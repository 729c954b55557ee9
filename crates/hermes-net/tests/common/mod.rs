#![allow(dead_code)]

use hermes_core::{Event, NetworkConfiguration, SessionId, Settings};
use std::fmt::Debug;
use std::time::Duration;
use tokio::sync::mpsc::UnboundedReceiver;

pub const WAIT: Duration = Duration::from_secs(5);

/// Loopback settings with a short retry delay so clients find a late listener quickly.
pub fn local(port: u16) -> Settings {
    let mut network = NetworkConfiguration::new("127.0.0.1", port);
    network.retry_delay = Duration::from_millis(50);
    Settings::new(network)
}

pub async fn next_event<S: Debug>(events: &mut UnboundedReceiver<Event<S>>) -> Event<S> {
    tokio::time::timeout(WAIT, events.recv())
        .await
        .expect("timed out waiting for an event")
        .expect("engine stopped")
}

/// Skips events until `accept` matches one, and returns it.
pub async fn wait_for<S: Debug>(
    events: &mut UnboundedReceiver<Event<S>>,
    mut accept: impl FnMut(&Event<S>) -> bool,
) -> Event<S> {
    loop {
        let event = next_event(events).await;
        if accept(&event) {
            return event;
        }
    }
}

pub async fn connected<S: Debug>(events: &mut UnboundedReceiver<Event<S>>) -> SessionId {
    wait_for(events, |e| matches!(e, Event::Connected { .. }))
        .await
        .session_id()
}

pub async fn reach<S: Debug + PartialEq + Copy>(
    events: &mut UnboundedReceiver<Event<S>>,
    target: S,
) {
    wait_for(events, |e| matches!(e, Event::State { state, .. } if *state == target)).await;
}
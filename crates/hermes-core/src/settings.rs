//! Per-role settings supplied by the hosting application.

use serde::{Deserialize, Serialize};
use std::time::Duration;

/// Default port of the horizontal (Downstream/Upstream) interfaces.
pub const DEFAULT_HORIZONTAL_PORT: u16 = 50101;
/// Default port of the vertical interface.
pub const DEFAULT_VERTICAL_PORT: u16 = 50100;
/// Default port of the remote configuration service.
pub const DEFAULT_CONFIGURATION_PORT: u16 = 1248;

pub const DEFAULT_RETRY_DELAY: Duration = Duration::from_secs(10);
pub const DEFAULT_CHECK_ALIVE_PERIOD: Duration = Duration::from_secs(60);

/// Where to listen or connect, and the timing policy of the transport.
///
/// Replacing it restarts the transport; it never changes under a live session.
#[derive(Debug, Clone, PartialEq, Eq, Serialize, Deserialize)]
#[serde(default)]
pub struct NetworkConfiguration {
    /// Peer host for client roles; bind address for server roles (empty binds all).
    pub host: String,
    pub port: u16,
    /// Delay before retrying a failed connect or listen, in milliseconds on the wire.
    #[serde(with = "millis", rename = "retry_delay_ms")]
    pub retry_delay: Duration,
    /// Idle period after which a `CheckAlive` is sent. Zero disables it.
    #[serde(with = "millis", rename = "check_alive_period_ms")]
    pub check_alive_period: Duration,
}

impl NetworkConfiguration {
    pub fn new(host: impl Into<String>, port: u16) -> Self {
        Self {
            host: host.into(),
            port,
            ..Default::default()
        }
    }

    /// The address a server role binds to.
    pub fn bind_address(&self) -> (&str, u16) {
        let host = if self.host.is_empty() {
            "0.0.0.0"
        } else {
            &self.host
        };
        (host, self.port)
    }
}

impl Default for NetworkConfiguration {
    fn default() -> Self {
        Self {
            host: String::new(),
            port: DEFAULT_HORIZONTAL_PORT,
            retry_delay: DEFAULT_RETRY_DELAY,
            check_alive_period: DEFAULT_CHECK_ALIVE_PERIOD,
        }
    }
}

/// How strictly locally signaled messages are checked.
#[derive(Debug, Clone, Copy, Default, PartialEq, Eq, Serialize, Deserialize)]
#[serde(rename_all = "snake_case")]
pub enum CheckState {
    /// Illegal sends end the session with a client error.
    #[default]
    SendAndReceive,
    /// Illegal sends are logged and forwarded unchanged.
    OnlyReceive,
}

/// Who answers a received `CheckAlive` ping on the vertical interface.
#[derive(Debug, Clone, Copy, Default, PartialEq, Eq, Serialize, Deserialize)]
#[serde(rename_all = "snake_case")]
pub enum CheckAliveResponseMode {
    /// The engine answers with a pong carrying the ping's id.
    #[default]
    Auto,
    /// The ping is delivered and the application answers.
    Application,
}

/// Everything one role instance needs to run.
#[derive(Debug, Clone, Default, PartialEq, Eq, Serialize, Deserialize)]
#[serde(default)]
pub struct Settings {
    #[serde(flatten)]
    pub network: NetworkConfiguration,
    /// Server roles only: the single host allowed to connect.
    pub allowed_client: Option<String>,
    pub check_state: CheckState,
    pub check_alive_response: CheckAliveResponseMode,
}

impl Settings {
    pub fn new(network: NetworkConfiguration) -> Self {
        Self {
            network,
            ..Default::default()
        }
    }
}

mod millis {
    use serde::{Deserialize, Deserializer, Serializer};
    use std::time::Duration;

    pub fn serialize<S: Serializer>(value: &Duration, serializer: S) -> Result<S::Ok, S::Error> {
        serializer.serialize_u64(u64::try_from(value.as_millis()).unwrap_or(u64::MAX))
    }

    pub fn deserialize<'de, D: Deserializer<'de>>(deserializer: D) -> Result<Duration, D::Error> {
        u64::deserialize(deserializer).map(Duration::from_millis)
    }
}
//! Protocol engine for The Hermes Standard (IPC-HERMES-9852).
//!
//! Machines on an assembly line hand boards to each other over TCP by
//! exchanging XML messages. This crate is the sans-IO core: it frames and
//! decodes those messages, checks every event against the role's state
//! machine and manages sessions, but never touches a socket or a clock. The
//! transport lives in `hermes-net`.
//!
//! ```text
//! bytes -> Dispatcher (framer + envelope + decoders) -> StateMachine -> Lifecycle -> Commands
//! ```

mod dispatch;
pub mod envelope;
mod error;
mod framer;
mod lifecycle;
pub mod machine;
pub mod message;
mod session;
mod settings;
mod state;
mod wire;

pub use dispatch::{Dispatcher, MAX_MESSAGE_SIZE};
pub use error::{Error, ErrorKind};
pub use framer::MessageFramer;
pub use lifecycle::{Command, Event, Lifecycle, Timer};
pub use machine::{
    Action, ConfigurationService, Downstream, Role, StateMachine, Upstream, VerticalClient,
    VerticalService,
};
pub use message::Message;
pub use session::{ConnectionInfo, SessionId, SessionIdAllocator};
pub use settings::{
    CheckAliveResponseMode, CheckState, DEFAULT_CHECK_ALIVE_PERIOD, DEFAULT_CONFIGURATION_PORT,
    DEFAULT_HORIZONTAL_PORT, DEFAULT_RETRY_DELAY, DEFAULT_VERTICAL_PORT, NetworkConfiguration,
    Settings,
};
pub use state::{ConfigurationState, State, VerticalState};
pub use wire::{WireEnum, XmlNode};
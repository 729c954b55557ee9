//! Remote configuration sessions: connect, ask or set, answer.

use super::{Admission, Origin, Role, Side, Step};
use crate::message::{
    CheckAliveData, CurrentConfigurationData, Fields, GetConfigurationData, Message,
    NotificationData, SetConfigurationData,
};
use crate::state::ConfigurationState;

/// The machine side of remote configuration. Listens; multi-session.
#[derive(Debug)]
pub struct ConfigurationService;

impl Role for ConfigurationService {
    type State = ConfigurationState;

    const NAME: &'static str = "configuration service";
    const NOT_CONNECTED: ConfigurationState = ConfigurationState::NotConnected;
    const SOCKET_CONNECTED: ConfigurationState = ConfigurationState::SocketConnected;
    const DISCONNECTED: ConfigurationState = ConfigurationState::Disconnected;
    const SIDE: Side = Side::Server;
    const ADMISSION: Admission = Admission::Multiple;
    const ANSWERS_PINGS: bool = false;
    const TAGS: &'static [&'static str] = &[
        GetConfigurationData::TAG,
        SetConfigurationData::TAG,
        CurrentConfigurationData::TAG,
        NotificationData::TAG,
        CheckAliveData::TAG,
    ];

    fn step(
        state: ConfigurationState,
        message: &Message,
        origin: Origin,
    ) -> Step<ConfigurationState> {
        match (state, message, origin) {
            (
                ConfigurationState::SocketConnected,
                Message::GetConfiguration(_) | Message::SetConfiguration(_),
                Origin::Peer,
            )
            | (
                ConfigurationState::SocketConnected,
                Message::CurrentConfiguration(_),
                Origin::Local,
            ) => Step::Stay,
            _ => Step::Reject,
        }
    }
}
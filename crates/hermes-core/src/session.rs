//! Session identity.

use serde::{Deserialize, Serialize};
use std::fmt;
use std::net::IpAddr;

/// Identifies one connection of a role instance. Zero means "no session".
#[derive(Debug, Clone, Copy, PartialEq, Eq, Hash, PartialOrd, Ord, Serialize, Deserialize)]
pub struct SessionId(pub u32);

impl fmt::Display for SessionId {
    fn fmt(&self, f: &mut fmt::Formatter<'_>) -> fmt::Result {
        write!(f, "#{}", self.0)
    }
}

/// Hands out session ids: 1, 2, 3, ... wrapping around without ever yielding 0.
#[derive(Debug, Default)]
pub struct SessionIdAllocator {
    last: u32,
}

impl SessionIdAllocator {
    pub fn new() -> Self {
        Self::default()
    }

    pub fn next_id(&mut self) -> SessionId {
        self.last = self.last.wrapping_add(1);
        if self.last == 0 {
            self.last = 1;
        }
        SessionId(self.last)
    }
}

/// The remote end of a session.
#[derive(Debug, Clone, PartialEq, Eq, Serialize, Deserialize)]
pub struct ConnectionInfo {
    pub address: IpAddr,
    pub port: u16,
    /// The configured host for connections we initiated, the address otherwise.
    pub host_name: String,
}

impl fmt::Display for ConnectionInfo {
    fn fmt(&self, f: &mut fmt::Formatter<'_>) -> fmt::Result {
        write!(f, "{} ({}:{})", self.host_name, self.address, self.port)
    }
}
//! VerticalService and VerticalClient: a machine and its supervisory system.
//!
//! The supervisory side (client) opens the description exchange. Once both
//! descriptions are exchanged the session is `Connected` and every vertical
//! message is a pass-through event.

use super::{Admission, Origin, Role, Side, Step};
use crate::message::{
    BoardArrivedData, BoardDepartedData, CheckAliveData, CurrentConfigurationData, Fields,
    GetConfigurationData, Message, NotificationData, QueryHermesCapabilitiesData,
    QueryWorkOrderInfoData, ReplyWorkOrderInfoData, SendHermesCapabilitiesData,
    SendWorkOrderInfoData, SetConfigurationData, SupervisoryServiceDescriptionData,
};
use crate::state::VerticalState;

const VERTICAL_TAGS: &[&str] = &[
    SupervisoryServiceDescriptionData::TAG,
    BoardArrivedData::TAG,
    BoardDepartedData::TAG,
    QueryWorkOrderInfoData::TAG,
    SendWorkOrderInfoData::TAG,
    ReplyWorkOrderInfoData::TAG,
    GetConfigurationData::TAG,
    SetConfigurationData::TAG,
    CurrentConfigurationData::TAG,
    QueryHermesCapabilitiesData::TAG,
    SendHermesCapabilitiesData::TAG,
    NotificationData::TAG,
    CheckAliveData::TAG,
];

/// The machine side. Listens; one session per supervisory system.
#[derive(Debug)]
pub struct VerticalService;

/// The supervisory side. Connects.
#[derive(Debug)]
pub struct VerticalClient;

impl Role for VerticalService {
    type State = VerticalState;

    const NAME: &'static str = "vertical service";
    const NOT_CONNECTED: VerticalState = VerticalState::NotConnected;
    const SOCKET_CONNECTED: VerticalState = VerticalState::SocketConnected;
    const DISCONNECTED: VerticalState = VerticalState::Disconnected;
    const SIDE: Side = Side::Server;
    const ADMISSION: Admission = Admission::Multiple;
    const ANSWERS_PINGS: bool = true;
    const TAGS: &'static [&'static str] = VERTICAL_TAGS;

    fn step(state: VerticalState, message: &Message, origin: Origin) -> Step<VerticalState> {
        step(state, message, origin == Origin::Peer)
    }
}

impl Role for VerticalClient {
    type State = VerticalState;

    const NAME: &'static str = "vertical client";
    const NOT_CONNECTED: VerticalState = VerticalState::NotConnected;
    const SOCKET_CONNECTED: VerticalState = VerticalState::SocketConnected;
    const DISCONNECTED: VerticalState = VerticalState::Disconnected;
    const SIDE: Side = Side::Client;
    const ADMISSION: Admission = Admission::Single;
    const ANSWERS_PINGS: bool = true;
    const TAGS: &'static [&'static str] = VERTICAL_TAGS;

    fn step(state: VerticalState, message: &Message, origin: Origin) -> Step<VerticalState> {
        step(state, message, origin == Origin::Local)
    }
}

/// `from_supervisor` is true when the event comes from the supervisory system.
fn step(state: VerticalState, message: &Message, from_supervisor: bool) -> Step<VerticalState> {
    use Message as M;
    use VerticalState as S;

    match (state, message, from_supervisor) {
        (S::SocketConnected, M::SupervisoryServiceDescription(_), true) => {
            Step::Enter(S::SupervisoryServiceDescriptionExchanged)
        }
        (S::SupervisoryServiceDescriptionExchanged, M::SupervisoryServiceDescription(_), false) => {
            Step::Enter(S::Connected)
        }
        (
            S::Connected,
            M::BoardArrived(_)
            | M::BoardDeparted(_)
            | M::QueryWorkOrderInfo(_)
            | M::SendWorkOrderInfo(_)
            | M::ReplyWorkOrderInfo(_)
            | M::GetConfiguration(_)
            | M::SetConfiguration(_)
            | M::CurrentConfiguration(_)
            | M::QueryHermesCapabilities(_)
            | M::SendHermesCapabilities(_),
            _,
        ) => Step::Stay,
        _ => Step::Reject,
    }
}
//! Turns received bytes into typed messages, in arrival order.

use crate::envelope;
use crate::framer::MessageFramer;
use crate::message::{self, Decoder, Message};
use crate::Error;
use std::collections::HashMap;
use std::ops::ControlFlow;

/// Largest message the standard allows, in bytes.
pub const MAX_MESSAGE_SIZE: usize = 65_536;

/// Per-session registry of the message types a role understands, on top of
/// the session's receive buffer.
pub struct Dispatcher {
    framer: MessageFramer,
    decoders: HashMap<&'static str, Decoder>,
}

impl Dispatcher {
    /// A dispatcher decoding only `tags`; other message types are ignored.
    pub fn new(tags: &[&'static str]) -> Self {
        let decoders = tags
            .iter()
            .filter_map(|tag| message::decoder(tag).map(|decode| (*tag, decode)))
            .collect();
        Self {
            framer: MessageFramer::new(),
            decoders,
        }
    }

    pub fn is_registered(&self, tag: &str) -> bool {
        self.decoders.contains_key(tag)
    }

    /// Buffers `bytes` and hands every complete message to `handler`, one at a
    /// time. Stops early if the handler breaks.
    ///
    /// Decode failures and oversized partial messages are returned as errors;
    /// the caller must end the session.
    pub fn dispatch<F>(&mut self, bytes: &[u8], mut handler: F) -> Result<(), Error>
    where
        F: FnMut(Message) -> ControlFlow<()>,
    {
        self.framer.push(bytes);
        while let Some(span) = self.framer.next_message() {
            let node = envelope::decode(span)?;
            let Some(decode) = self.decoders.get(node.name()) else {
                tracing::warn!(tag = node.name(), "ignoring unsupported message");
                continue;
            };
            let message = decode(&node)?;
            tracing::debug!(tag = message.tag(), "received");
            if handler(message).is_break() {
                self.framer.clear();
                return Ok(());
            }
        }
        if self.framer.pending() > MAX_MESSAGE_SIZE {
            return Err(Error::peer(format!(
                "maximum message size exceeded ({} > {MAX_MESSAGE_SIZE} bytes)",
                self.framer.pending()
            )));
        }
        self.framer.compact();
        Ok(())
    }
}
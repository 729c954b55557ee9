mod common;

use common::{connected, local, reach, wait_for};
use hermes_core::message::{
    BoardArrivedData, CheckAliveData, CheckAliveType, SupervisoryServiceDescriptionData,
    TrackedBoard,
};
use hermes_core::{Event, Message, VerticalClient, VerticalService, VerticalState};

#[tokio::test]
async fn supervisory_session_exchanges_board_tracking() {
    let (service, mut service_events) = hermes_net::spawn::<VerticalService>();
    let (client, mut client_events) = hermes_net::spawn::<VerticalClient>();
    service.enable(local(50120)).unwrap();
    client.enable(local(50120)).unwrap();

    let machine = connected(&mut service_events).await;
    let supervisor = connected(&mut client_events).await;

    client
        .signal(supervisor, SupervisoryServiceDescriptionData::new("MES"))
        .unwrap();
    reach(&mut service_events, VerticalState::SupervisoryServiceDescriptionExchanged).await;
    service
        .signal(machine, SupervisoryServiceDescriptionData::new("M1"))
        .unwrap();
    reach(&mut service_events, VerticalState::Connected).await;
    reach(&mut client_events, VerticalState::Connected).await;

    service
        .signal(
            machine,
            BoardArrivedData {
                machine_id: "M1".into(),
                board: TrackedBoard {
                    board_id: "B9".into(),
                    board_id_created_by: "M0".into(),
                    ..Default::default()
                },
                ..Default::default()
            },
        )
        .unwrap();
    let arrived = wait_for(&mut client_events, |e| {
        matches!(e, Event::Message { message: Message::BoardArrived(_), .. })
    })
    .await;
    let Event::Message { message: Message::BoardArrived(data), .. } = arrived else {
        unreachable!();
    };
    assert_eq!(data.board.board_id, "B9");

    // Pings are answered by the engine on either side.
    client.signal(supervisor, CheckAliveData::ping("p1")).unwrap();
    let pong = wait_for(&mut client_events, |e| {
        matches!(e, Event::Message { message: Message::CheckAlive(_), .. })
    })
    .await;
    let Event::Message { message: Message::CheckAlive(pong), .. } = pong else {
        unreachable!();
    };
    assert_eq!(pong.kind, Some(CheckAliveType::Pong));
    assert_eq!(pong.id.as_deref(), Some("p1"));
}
--
EXERCISE OBJECTIVE:
Report every line of the data above that contains the string "FnMut" by copying it in full.

SOLUTION TO THE EXERCISE:
    mut accept: impl FnMut(&Event<S>) -> bool,
        F: FnMut(Message) -> ControlFlow<()>,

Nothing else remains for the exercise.